Hello, everyone, I’m the teacher who gave the nickname doug Tooth.

Recently read hotspo source a bit fascinated. Hotspot is a treasure trove of things to explore. Every time I reach a new Level and look back, I have different feelings. Get hooked, get hooked, share, share. Sharing makes everyone praise me and makes me happy. ^_^

Recently, some of the students who have enrolled in JVM classes have asked me a lot about the processing of attributes during class loading. This is not limited to the loading phase:

  1. How are properties stored during load
  2. What are the details of assigning an initial value to a property in preparation
  3. What are the details of assigning static properties during initialization
  4. What are the details of assigning values to non-static properties when creating objects
  5. What are the details when accessing properties

There are too many details to cover in one article, but a whole series. This is the first in a series on OOP properties. On the whole…

Problem analysis

In the computer world, there is always more than one solution to a problem. But after the choice, the most suitable only one. Of course, the number of solutions you can come up with depends on how well you understand the problem. Your understanding of a problem is closely related to your technical vision. You think and can not do, and your technical strength directly linked. It’s not just the computer world, it’s everywhere!

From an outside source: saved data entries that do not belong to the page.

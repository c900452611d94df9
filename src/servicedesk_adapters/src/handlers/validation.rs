//! Input checks shared by the account handlers. Every failing field is
//! reported at once.

use secrecy::{ExposeSecret, Secret};
use servicedesk_application::{AccountError, FieldError};
use servicedesk_core::{Email, Password, PasswordPolicy, Username};

pub(crate) const PASSWORD_MISMATCH: &str = "The password and confirmation password do not match.";

#[derive(Default)]
pub(crate) struct FieldErrors(Vec<FieldError>);

impl FieldErrors {
    pub fn push(&mut self, field: &str, message: impl Into<String>) {
        self.0.push(FieldError::new(field, message));
    }

    pub fn required(&mut self, field: &str, value: &str) -> Option<String> {
        let trimmed = value.trim();
        if trimmed.is_empty() {
            self.push(field, format!("The {field} field is required."));
            None
        } else {
            Some(trimmed.to_owned())
        }
    }

    pub fn username(&mut self, field: &str, value: &str) -> Option<Username> {
        Username::parse(value)
            .map_err(|e| self.push(field, e.to_string()))
            .ok()
    }

    pub fn email(&mut self, field: &str, value: &str) -> Option<Email> {
        Email::try_from(value)
            .map_err(|e| self.push(field, e.to_string()))
            .ok()
    }

    /// Policy check plus confirmation match.
    pub fn new_password(
        &mut self,
        field: &str,
        confirm_field: &str,
        password: Secret<String>,
        confirmation: &Secret<String>,
        policy: &PasswordPolicy,
    ) -> Option<Password> {
        if password.expose_secret() != confirmation.expose_secret() {
            self.push(confirm_field, PASSWORD_MISMATCH);
        }
        match Password::parse(password, policy) {
            Ok(password) => Some(password),
            Err(e) => {
                for violation in e.violations {
                    self.push(field, violation.to_string());
                }
                None
            }
        }
    }

    pub fn into_result(self) -> Result<(), AccountError> {
        if self.0.is_empty() {
            Ok(())
        } else {
            Err(AccountError::Validation(self.0))
        }
    }
}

Let’s say you implement OOP mechanisms. Let’s not talk about the whole thing, but let’s focus on property inheritance, how you might implement it. Those who often read my articles may wonder why I always ask such questions as type. Because studying the bottom layer is not the same as studying the application layer, or you can study the bottom layer in the same way you study the application layer, but it’s not going to work very well. As far as I’m concerned, I work at the bottom, and the first thing I do is put myself in the designer’s shoes, to think like a designer, to understand ideas, to read code. Every time I ask this question, I mean that. Designer thinking is an attempt to understand thinking, learning thinking is a critical thinking.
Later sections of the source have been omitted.